OBJECTIVE: To analyze and report the differences in perceptions of physicians and advance practice nurses, their comfort in providing and referring neonatal patients to perinatal palliative care (PPC), and their confidence in delivering such care.

DESIGN: A cross-sectional survey design using the Perinatal Palliative Care Perceptions and Barriers Scale.

SETTING: A survey was administered using Qualtrics, a Web-based tool. Recruitment was completed via e-mail invitation and list servs.

PARTICIPANTS: Physicians (n = 66), advance practice nurses (n = 146), and other clinicians (n = 90).

METHODS: t test and Mann-Whitney U were used to examine differences in clinician perspectives, comfort, and confidence in delivering PPC. Hierarchical multiple regression was used to test the hypothesis that clinician perceptions, barriers to PPC, years in clinician practice, referral comfort, and personal comfort and case history explain variation in confidence.

RESULTS: Physicians and nurses have fundamentally similar perspectives but report significant differences in their comfort with providing and referring patients to PPC and their confidence in delivering such care. There was a significant regression equation with an overall R(2) of .56 explained variation in confidence.
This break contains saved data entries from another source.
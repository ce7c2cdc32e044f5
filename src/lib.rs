//! credvault — the confidentiality core of a credential vault.
//!
//! Secrets (account passwords, wallet seed phrases, private keys) are
//! attached to named credential records scoped to a blockchain-address
//! identity, sealed with envelope encryption before they reach storage,
//! and retrievable one field at a time.
//!
//! This crate provides:
//! - Envelope seal/open with AES-256-GCM and PBKDF2 key derivation (`crypto`)
//! - The closed secret-field allow-list and read masking (`policy`)
//! - The vault service orchestrating ownership, sealing, and masking (`vault`)
//! - Injected storage/identity collaborator traits (`store`)
//! - Master key configuration (`config`)
//!
//! HTTP routing, request shapes, and the relational schema are the
//! caller's concern; the storage layer and identity resolver are
//! injected behind traits.

pub mod config;
pub mod crypto;
pub mod errors;
pub mod policy;
pub mod store;
pub mod vault;

// Re-export the most commonly used types at the crate root.
pub use crypto::{open, seal, MasterKey, SealedSecret};
pub use errors::{Result, VaultError};
pub use policy::SecretField;
pub use store::{CredentialPatch, CredentialStore, IdentityResolver, MemoryIdentity, MemoryStore};
pub use vault::{
    CreateCredential, Credential, CredentialType, CredentialView, CredentialVaultService,
    UpdateCredential,
};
CONCLUSION: Palliative care involves physicians and nurses making unique and positively synergistic contributions to the care of families expecting an infant with a life-limiting diagnosis. Clinicians share ethical perspectives regarding PPC and are positioned to collaboratively develop PPC programs. Barriers to PPC delivery exist and clinicians can benefit from interventions aimed at modifying practice environments. Supportive interventions and educational initiatives may increase clinician comfort and confidence with palliative care delivery.